Without addressing at this point whether such a method of permitting direct payments to creditors is applicable in this Court, it is noteworthy that Finkbine does contemplate some acceptable method of direct payments to impaired creditors. The Ninth Circuit, on the other hand, found that there were no provisions under Chapter 12 which could be read to allow such payments under any circumstances and cited to Finkbine in support of this. Accordingly, this Court believes that the Ninth Circuit misapplied Finkbine and, in doing so, ignored the plain language and congressional intent of 11 U.S.C. §§ 1225(a)(5)(B)(ii) and 1226(c): "the trustee or the debtor" may make distributions "under the plan." To find that Fulkrod correctly interpreted these sections as barring all direct payments by the debtor would place this Court in the position of ignoring clear congressional intent. While the Trustee and the UST may prefer the Ninth Circuit's diagnosis of this section, this Court believes that such revisionism lies with the legislative, not the judicial branch.[4] In support of this plain *828 language interpretation, the Court looks to In re Wagner, 36 F.3d 723 (8th Cir.1994) and In re Beard, 45 F.3d 113 (6th Cir.1995).[5]

Wagner presented a case where four Chapter 12 debtors proposed plans which called for the direct payment by the debtors to secured creditors whose claims were impaired under the plans. Each of the plans was confirmed and the debtors began making the direct payments as called for with the trustee collecting no percentage fee for these transactions. Subsequent to confirmation, the trustee moved to dismiss the cases because the trustee's fees were not being paid. The bankruptcy court granted the trustee's motions, ruling that debtors could not make direct payments on impaired claims. The district court reversed and the Eighth Circuit affirmed. In short, the Eighth Circuit found that when 11 U.S.C. §§ 1225(a)(5)(B)(ii) and 1226(c) were "read in conjunction, it becomes clear that the code does not forbid plan provisions allowing direct payments by the debtor to impaired secured creditors." Wagner, supra at 726. In disregarding Fulkrod, the court noted that the Ninth Circuit had rested its decision on policy grounds in favor of the fee provisions found in 28 U.S.C. § 586(e) rather than the text of section 1225. Id.

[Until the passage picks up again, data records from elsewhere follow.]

use crate::game::{GameMode, Settings};
use crate::progress::DEFAULT_PROGRESS_FILE;
use serde::Deserialize;
use std::path::{Path, PathBuf};
use thiserror::Error;

/// Program configuration read from a configuration file
#[derive(Clone, Deserialize, Debug, Default, Eq, PartialEq)]
pub(crate) struct Config {
    /// Initial choices in the main menu
    #[serde(default)]
    pub(crate) defaults: Defaults,

    /// Settings about data files
    #[serde(default)]
    pub(crate) files: FileConfig,
}

impl Config {
    /// Return the default configuration file path
    pub(crate) fn default_path() -> Result<PathBuf, ConfigError> {
        dirs::config_local_dir()
            .map(|p| p.join("gridsnake").join("config.toml"))
            .ok_or(ConfigError::NoPath)
    }

    /// Read configuration from a file on disk.  If the file does not exist and
    /// `allow_missing` is true, a default `Config` value is returned.
    ///
    /// # Errors
    ///
    /// Returns `Err` if the file could not be read or if the file's contents
    /// could not be deserialized.
    pub(crate) fn load(path: &Path, allow_missing: bool) -> Result<Config, ConfigError> {
        let content = match fs_err::read_to_string(path) {
            Ok(content) => content,
            Err(e) if e.kind() == std::io::ErrorKind::NotFound && allow_missing => {
                return Ok(Config::default())
            }
            Err(e) => return Err(ConfigError::Read(e)),
        };
        toml::from_str(&content).map_err(Into::into)
    }
}

#[derive(Clone, Copy, Deserialize, Debug, Default, Eq, PartialEq)]
#[serde(default, rename_all = "kebab-case")]
pub(crate) struct Defaults {
    pub(crate) mode: GameMode,
    pub(crate) walls: bool,
}

impl Defaults {
    /// Settings for the main menu to start out with
    pub(crate) fn settings(self) -> Settings {
        Settings::new(self.mode, 1, self.walls)
    }
}

#[derive(Clone, Deserialize, Debug, Eq, PartialEq)]
#[serde(default, rename_all = "kebab-case")]
pub(crate) struct FileConfig {
    /// Path at which progress is stored
    pub(crate) progress_file: PathBuf,

    /// Path to which log messages are appended.  If not set, nothing is
    /// logged.
    pub(crate) log_file: Option<PathBuf>,
}

impl Default for FileConfig {
    fn default() -> FileConfig {
        FileConfig {
            progress_file: PathBuf::from(DEFAULT_PROGRESS_FILE),
            log_file: None,
        }
    }
}

#[derive(Debug, Error)]
pub(crate) enum ConfigError {
    #[error("failed to determine path to local configuration directory")]
    NoPath,
    #[error("failed to read configuration file")]
    Read(#[from] std::io::Error),
    #[error("failed to parse configuration file")]
    Parse(#[from] toml::de::Error),
}
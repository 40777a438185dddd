use crate::consts;
use crate::game::{head_symbol, BonusType, Engine, Position};
use crate::util::center_rect;
use ratatui::{
    buffer::Buffer,
    layout::{Alignment, Constraint, Layout, Margin, Rect, Size},
    style::Style,
    text::{Line, Span},
    widgets::{Block, Clear, Padding, Widget},
};

/// Widget that draws a game session: status bar, field, and messages
#[derive(Debug)]
pub(crate) struct GameView<'a, S, R> {
    pub(crate) engine: &'a Engine<S, R>,
    /// Type of the bonus currently on the field, if its appearance has been
    /// announced
    pub(crate) bonus_message: Option<BonusType>,
}

impl<S, R> GameView<'_, S, R> {
    fn status_line(&self) -> String {
        let engine = self.engine;
        let settings = engine.settings();
        let mode = if settings.hardcore {
            "HARDCORE"
        } else {
            settings.mode.as_str()
        };
        format!(
            " Score: {}  Level: {} (need {})  {mode}",
            engine.score(),
            engine.level(),
            engine.points_for_next_level(),
        )
    }
}

impl<S, R> Widget for GameView<'_, S, R> {
    fn render(self, area: Rect, buf: &mut Buffer) {
        let [status_area, block_area, msg1_area, msg2_area] = Layout::vertical([
            Constraint::Length(1),
            Constraint::Fill(1),
            Constraint::Length(1),
            Constraint::Length(1),
        ])
        .areas(area);
        Line::styled(self.status_line(), consts::STATUS_BAR_STYLE).render(status_area, buf);

        let engine = self.engine;
        let field = engine.field();
        let block_area = center_rect(
            block_area,
            Size::new(field.width.saturating_add(2), field.height.saturating_add(2)),
        );
        Block::bordered().render(block_area, buf);

        let mut canvas = Canvas {
            area: block_area.inner(Margin::new(1, 1)),
            buf,
        };
        for &pos in engine.walls() {
            canvas.draw_cell(pos, consts::WALL_SYMBOL, consts::WALL_STYLE);
        }
        for &pos in engine.food() {
            canvas.draw_cell(pos, consts::FOOD_SYMBOL, consts::FOOD_STYLE);
        }
        if let Some(bonus) = engine.bonus() {
            canvas.draw_cell(bonus.position, bonus.kind.symbol(), consts::BONUS_STYLE);
        }
        for pos in engine.snake().body() {
            canvas.draw_cell(pos, consts::SNAKE_BODY_SYMBOL, consts::SNAKE_STYLE);
        }
        // The head goes last so that a collision overwrites what was hit
        let head = engine.snake().head();
        if engine.over() {
            canvas.draw_cell(head, consts::COLLISION_SYMBOL, consts::COLLISION_STYLE);
        } else {
            canvas.draw_cell(head, head_symbol(engine.direction()), consts::SNAKE_STYLE);
        }

        if engine.over() {
            Span::from(format!(" GAME OVER! Score: {}", engine.score())).render(msg1_area, buf);
            Line::from_iter([
                Span::raw(" Restart ("),
                Span::styled("r", consts::KEY_STYLE),
                Span::raw(")  Menu ("),
                Span::styled("m", consts::KEY_STYLE),
                Span::raw(")  Quit ("),
                Span::styled("q", consts::KEY_STYLE),
                Span::raw(")"),
            ])
            .render(msg2_area, buf);
        } else if let Some(kind) = self.bonus_message {
            Span::styled(format!(" Bonus: {kind}!"), consts::BONUS_STYLE).render(msg1_area, buf);
        }

        if engine.paused() {
            let popup = center_rect(area, Size::new(PauseBox::WIDTH, PauseBox::HEIGHT));
            PauseBox.render(popup, buf);
        }
    }
}

/// The pop-up shown over a paused game
#[derive(Clone, Copy, Debug, Eq, PartialEq)]
struct PauseBox;

impl PauseBox {
    const ITEMS: [(&'static str, &'static str); 4] = [
        ("Resume", "p"),
        ("Restart", "r"),
        ("Menu", "m"),
        ("Quit", "q"),
    ];
    const HEIGHT: u16 = 4 + 2;
    const WIDTH: u16 = 11 + 2 + 2;
}

impl Widget for PauseBox {
    fn render(self, area: Rect, buf: &mut Buffer) {
        Clear.render(area, buf);
        let block = Block::bordered()
            .title(" PAUSED ")
            .title_alignment(Alignment::Center)
            .padding(Padding::horizontal(1));
        let inner = block.inner(area);
        block.render(area, buf);
        for ((label, key), row) in Self::ITEMS.into_iter().zip(inner.rows()) {
            Line::from_iter([
                Span::raw(format!("{label} (")),
                Span::styled(key, consts::KEY_STYLE),
                Span::raw(")"),
            ])
            .render(row, buf);
        }
    }
}

/// The interior of the field's border, addressed in field coordinates
#[derive(Debug, Eq, PartialEq)]
struct Canvas<'a> {
    area: Rect,
    buf: &'a mut Buffer,
}

impl Canvas<'_> {
    /// Draw `symbol` at `pos`.  Cells outside the visible area (including
    /// snake segments that haven't entered the field yet) are skipped.
    fn draw_cell(&mut self, pos: Position, symbol: char, style: Style) {
        let (Ok(x), Ok(y)) = (u16::try_from(pos.x), u16::try_from(pos.y)) else {
            return;
        };
        if x >= self.area.width || y >= self.area.height {
            return;
        }
        if let Some(cell) = self.buf.cell_mut((self.area.x + x, self.area.y + y)) {
            cell.set_char(symbol);
            cell.set_style(Style::reset().patch(style));
        }
    }
}
use crate::app::Action;
use crate::command::Command;
use crate::consts;
use crate::game::{GameMode, Settings};
use crate::progress::{FileStorage, ProgressStore, Storage};
use crate::util::EnumExt;
use crossterm::event::{read, Event};
use enum_map::Enum;
use ratatui::{
    buffer::Buffer,
    layout::{Constraint, Flex, Layout, Rect},
    style::Style,
    text::{Line, Span},
    widgets::{
        block::{Block, Padding},
        Widget,
    },
    Frame,
};

/// The main menu: choose a mode, starting level & walls, and see the saved
/// progress
#[derive(Clone, Debug, Eq, PartialEq)]
pub(crate) struct MainMenu<S = FileStorage> {
    store: ProgressStore<S>,
    selection: Selection,
    mode: GameMode,
    level: u32,
    walls: bool,
}

impl<S: Storage> MainMenu<S> {
    /// Create a menu with its choices initialized from `defaults`.  The
    /// progress record is reloaded so that the menu reflects what was saved
    /// during the last game.
    pub(crate) fn new(mut store: ProgressStore<S>, defaults: Settings) -> Self {
        store.load();
        let level = defaults.start_level.clamp(1, store.max_unlocked_level());
        MainMenu {
            store,
            selection: Selection::default(),
            mode: defaults.mode,
            level,
            walls: defaults.with_walls,
        }
    }

    pub(crate) fn into_store(self) -> ProgressStore<S> {
        self.store
    }

    /// The settings for a game started from the menu's current choices
    pub(crate) fn settings(&self) -> Settings {
        Settings::new(self.mode, self.level, self.walls)
    }

    pub(crate) fn draw(&self, frame: &mut Frame<'_>) {
        frame.render_widget(self, frame.area());
    }

    pub(crate) fn process_input(&mut self) -> std::io::Result<Option<Action>> {
        Ok(self.handle_event(read()?))
    }

    fn handle_event(&mut self, event: Event) -> Option<Action> {
        match (
            self.selection,
            Command::from_key_event(event.as_key_press_event()?)?,
        ) {
            (_, Command::Quit | Command::Q) | (Selection::Quit, Command::Enter) => {
                return Some(Action::Quit)
            }
            (_, Command::P) | (Selection::Play, Command::Enter) => {
                return Some(Action::Play(self.settings()))
            }
            (_, Command::Home) => self.selection = Selection::min(),
            (_, Command::End) => self.selection = Selection::max(),
            (_, Command::Up) => {
                if let Some(sel) = self.selection.prev() {
                    self.selection = sel;
                }
            }
            (_, Command::Down) => {
                if let Some(sel) = self.selection.next() {
                    self.selection = sel;
                }
            }
            (_, Command::Next) => self.selection = self.selection.cycle_next(),
            (_, Command::Prev) => self.selection = self.selection.cycle_prev(),
            (Selection::Mode, Command::Right | Command::Space | Command::Enter) => {
                self.mode = self.mode.cycle_next();
            }
            (Selection::Mode, Command::Left) => self.mode = self.mode.cycle_prev(),
            (Selection::Level, Command::Right) => self.raise_level(),
            (Selection::Level, Command::Left) => self.lower_level(),
            (Selection::Walls, Command::Left | Command::Right | Command::Space | Command::Enter) => {
                if self.mode != GameMode::Hardcore {
                    self.walls = !self.walls;
                }
            }
            _ => (),
        }
        None
    }

    fn raise_level(&mut self) {
        if self.mode == GameMode::Classic && self.level < self.store.max_unlocked_level() {
            self.level += 1;
        }
    }

    fn lower_level(&mut self) {
        if self.mode == GameMode::Classic && self.level > 1 {
            self.level -= 1;
        }
    }
}

impl<S: Storage> Widget for &MainMenu<S> {
    fn render(self, area: Rect, buf: &mut Buffer) {
        let [title_area, instructions_area, records_area, options_area, play_area, quit_area] =
            Layout::vertical([1, 1, 2, OptionsBox::HEIGHT, 1, 1])
                .flex(Flex::Center)
                .spacing(1)
                .areas(area);

        Line::styled("G R I D S N A K E", consts::SNAKE_STYLE)
            .centered()
            .render(title_area, buf);
        Line::from_iter([
            Span::raw("Steer with "),
            Span::styled("← ↓ ↑ →", consts::KEY_STYLE),
            Span::raw(", "),
            Span::styled("hjkl", consts::KEY_STYLE),
            Span::raw(", or "),
            Span::styled("wasd", consts::KEY_STYLE),
        ])
        .centered()
        .render(instructions_area, buf);

        let record = self.store.record();
        let [unlocked_area, scores_area] = Layout::vertical([Constraint::Length(1); 2]).areas(records_area);
        Line::from(format!("Unlocked levels: 1-{}", record.max_unlocked_level))
            .centered()
            .render(unlocked_area, buf);
        Line::from(format!(
            "Best Survival: {}   Best Hardcore: {}",
            record.survival_high_score, record.hardcore_high_score
        ))
        .centered()
        .render(scores_area, buf);

        let [options_area] = Layout::horizontal([OptionsBox::WIDTH])
            .flex(Flex::Center)
            .areas(options_area);
        OptionsBox {
            selection: self.selection,
            mode: self.mode,
            level: self.level,
            walls: self.walls,
        }
        .render(options_area, buf);

        button("Play", "p", self.selection == Selection::Play).render(play_area, buf);
        button("Quit", "q", self.selection == Selection::Quit).render(quit_area, buf);
    }
}

fn button(label: &'static str, key: &'static str, selected: bool) -> Line<'static> {
    let style = if selected {
        consts::MENU_SELECTION_STYLE
    } else {
        Style::new()
    };
    Line::from_iter([
        Span::styled(format!("[{label} ("), style),
        Span::styled(key, consts::KEY_STYLE.patch(style)),
        Span::styled(")]", style),
    ])
    .centered()
}

#[derive(Clone, Copy, Debug, Default, Enum, Eq, PartialEq)]
enum Selection {
    Mode,
    Level,
    Walls,
    #[default]
    Play,
    Quit,
}

/// The bordered box of game choices
#[derive(Clone, Copy, Debug, Eq, PartialEq)]
struct OptionsBox {
    selection: Selection,
    mode: GameMode,
    level: u32,
    walls: bool,
}

impl OptionsBox {
    const ROWS: [(Selection, &'static str); 3] = [
        (Selection::Mode, "Mode"),
        (Selection::Level, "Level"),
        (Selection::Walls, "Walls"),
    ];
    const HEIGHT: u16 = 3 + 2;
    const POINTER_WIDTH: usize = 2;
    const LABEL_WIDTH: usize = 6;
    const VALUE_WIDTH: u16 = 12;
    const WIDTH: u16 = 2 + 2 + 2 + 6 + 2 + Self::VALUE_WIDTH;

    fn value(self, selection: Selection) -> String {
        match selection {
            Selection::Mode => format!("◀ {:8} ▶", self.mode),
            Selection::Level if self.mode == GameMode::Classic => format!("◀ {:>3} ▶", self.level),
            Selection::Level => String::from("  —"),
            Selection::Walls if self.walls || self.mode == GameMode::Hardcore => String::from("[✓]"),
            _ => String::from("[ ]"),
        }
    }
}

impl Widget for OptionsBox {
    fn render(self, area: Rect, buf: &mut Buffer) {
        let block = Block::bordered()
            .title(" Options: ")
            .padding(Padding::horizontal(1));
        let inner = block.inner(area);
        block.render(area, buf);
        for ((sel, label), row) in Self::ROWS.into_iter().zip(inner.rows()) {
            let selected = sel == self.selection;
            let style = if selected {
                consts::MENU_SELECTION_STYLE
            } else {
                Style::new()
            };
            let s = format!(
                "{pointer:pwidth$}{label:lwidth$}  {value}",
                pointer = if selected { "»" } else { "" },
                pwidth = Self::POINTER_WIDTH,
                lwidth = Self::LABEL_WIDTH,
                value = self.value(sel),
            );
            Span::styled(s, style).render(row, buf);
        }
    }
}

#[cfg(test)]
mod tests {
    use super::*;
    use crate::progress::{MemoryStorage, Progress};
    use crossterm::event::{KeyCode, KeyEvent, KeyModifiers};
    use ratatui::buffer::Cell;

    fn menu(max_unlocked_level: u32, defaults: Settings) -> MainMenu<MemoryStorage> {
        let record = Progress {
            max_unlocked_level,
            survival_high_score: 230,
            hardcore_high_score: 480,
            ..Progress::default()
        };
        MainMenu::new(
            ProgressStore::open(MemoryStorage::with_record(record)),
            defaults,
        )
    }

    fn press(menu: &mut MainMenu<MemoryStorage>, code: KeyCode) -> Option<Action> {
        menu.handle_event(Event::Key(code.into()))
    }

    fn rows(menu: &MainMenu<MemoryStorage>) -> Vec<String> {
        let area = Rect::new(0, 0, 80, 24);
        let mut buffer = Buffer::empty(area);
        menu.render(area, &mut buffer);
        buffer
            .content
            .chunks(usize::from(area.width))
            .map(|row| row.iter().map(Cell::symbol).collect::<String>())
            .map(|s| s.trim().to_owned())
            .collect()
    }

    #[test]
    fn defaults() {
        let menu = menu(3, Settings::new(GameMode::Survival, 1, true));
        assert_eq!(menu.selection, Selection::Play);
        assert_eq!(menu.settings(), Settings::new(GameMode::Survival, 1, true));
    }

    #[test]
    fn default_level_clamped() {
        let high = menu(3, Settings::new(GameMode::Classic, 7, false));
        assert_eq!(high.settings().start_level, 3);
        let low = menu(3, Settings::new(GameMode::Classic, 0, false));
        assert_eq!(low.settings().start_level, 1);
    }

    #[test]
    fn play_and_quit() {
        let mut menu = menu(1, Settings::new(GameMode::Classic, 1, false));
        assert_eq!(
            press(&mut menu, KeyCode::Enter),
            Some(Action::Play(Settings::new(GameMode::Classic, 1, false)))
        );
        assert_eq!(
            press(&mut menu, KeyCode::Char('p')),
            Some(Action::Play(Settings::new(GameMode::Classic, 1, false)))
        );
        assert_eq!(press(&mut menu, KeyCode::Down), None);
        assert_eq!(menu.selection, Selection::Quit);
        assert_eq!(press(&mut menu, KeyCode::Enter), Some(Action::Quit));
        assert_eq!(press(&mut menu, KeyCode::Char('q')), Some(Action::Quit));
        let ctrl_c = KeyEvent::new(KeyCode::Char('c'), KeyModifiers::CONTROL);
        assert_eq!(menu.handle_event(Event::Key(ctrl_c)), Some(Action::Quit));
    }

    #[test]
    fn navigation() {
        let mut menu = menu(1, Settings::new(GameMode::Classic, 1, false));
        assert_eq!(press(&mut menu, KeyCode::Home), None);
        assert_eq!(menu.selection, Selection::Mode);
        assert_eq!(press(&mut menu, KeyCode::Up), None);
        assert_eq!(menu.selection, Selection::Mode);
        assert_eq!(press(&mut menu, KeyCode::BackTab), None);
        assert_eq!(menu.selection, Selection::Quit);
        assert_eq!(press(&mut menu, KeyCode::Tab), None);
        assert_eq!(menu.selection, Selection::Mode);
        assert_eq!(press(&mut menu, KeyCode::Down), None);
        assert_eq!(menu.selection, Selection::Level);
        assert_eq!(press(&mut menu, KeyCode::End), None);
        assert_eq!(menu.selection, Selection::Quit);
    }

    #[test]
    fn cycle_mode() {
        let mut menu = menu(1, Settings::new(GameMode::Classic, 1, false));
        press(&mut menu, KeyCode::Home);
        press(&mut menu, KeyCode::Right);
        assert_eq!(menu.settings().mode, GameMode::Survival);
        press(&mut menu, KeyCode::Right);
        let settings = menu.settings();
        assert_eq!(settings.mode, GameMode::Hardcore);
        assert!(settings.hardcore);
        assert!(settings.walls());
        press(&mut menu, KeyCode::Right);
        assert_eq!(menu.settings().mode, GameMode::Classic);
        press(&mut menu, KeyCode::Left);
        assert_eq!(menu.settings().mode, GameMode::Hardcore);
    }

    #[test]
    fn level_limited_to_unlocked() {
        let mut menu = menu(3, Settings::new(GameMode::Classic, 1, false));
        press(&mut menu, KeyCode::Home);
        press(&mut menu, KeyCode::Down);
        for _ in 0..5 {
            press(&mut menu, KeyCode::Right);
        }
        assert_eq!(menu.settings().start_level, 3);
        press(&mut menu, KeyCode::Left);
        assert_eq!(menu.settings().start_level, 2);
        for _ in 0..5 {
            press(&mut menu, KeyCode::Left);
        }
        assert_eq!(menu.settings().start_level, 1);
    }

    #[test]
    fn level_fixed_outside_classic() {
        let mut menu = menu(3, Settings::new(GameMode::Survival, 1, false));
        press(&mut menu, KeyCode::Home);
        press(&mut menu, KeyCode::Down);
        press(&mut menu, KeyCode::Right);
        assert_eq!(menu.settings().start_level, 1);
    }

    #[test]
    fn toggle_walls() {
        let mut menu = menu(1, Settings::new(GameMode::Classic, 1, false));
        press(&mut menu, KeyCode::Up);
        assert_eq!(menu.selection, Selection::Walls);
        press(&mut menu, KeyCode::Char(' '));
        assert!(menu.settings().with_walls);
        press(&mut menu, KeyCode::Enter);
        assert!(!menu.settings().with_walls);
    }

    #[test]
    fn hardcore_forces_walls() {
        let mut menu = menu(1, Settings::new(GameMode::Hardcore, 1, false));
        press(&mut menu, KeyCode::Up);
        press(&mut menu, KeyCode::Char(' '));
        assert!(menu.settings().walls());
        assert!(rows(&menu).iter().any(|r| r.contains("Walls   [✓]")));
    }

    #[test]
    fn draw() {
        let mut menu = menu(3, Settings::new(GameMode::Classic, 2, false));
        let lines = rows(&menu);
        for line in [
            "G R I D S N A K E",
            "Unlocked levels: 1-3",
            "Best Survival: 230   Best Hardcore: 480",
            "[Play (p)]",
            "[Quit (q)]",
        ] {
            assert!(lines.iter().any(|r| r == line), "{line:?} not drawn");
        }
        assert!(lines.iter().any(|r| r.contains("Mode    ◀ Classic  ▶")));
        assert!(lines.iter().any(|r| r.contains("Level   ◀   2 ▶")));
        assert!(lines.iter().any(|r| r.contains("Walls   [ ]")));
        press(&mut menu, KeyCode::Home);
        assert!(rows(&menu).iter().any(|r| r.contains("» Mode")));
    }

    #[test]
    fn reloads_progress() {
        let mut store = ProgressStore::open(MemoryStorage::default());
        assert!(store.update_max_unlocked_level(4));
        let menu = MainMenu::new(store, Settings::new(GameMode::Classic, 9, false));
        assert_eq!(menu.settings().start_level, 4);
    }
}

As Wagner involved plans which had already been confirmed with no objections by the trustee or any other party, and payments had been commenced, the UST urges the Court to restrict it to its facts. (UST's brief, p. 11). While the Eighth Circuit's decision may reflect the court's reluctance to disrupt the streams of payments going to creditors in light of the trustee's failure to object in a timely manner to the plans proposed, such a narrow reading of Wagner is not warranted. The court made clear "that the debtors' plans permit them to make direct payments to their impaired creditors, and that these provisions of the plans are not in conflict with the bankruptcy code." Id., at 727. There is no indication that this decision was reached by taking into account the lack of objections by the trustee. Thus, even if Wagner were restricted to its facts, the circuit's interpretation of 11 U.S.C. §§ 1225(a)(5)(B)(ii) and 1226(c) does not turn on the timely submission of objections to the debtors' proposed plans.

In Beard the bankruptcy court confirmed a plan allowing direct payments on the undersecured portion of the claim of Farmers Home Association.[6] The district court affirmed. The Sixth Circuit agreed citing to the plain language of section 1225(a)(5)(B)(ii) as providing that a Chapter 12 debtor may bypass the trustee and directly pay the secured portion of undersecured claims. This Court agrees that the plain language of the statute leaves open the possibility of a direct disbursement by the debtor. Unfortunately, the Sixth Circuit went on to state that "if our holding results in a reduction of trustee's fees it also results in a reduction of their workload." Beard, supra, at 120.

This myopic view of reducing the professional life of a standing trustee to scrivener status is troubling, and more importantly, fatally flawed. Issuing a disbursement check is, in most trustee offices, an automated function. If an occasional debtor signs an occasional check, the trustee's workload is virtually unchanged. As the Ninth Circuit BAP observed in their Fulkrod opinion, "we emphasize that the trustee is not compensated *829 for writing checks, but for fulfilling each duty assigned by Congress." Fulkrod, supra, at 588.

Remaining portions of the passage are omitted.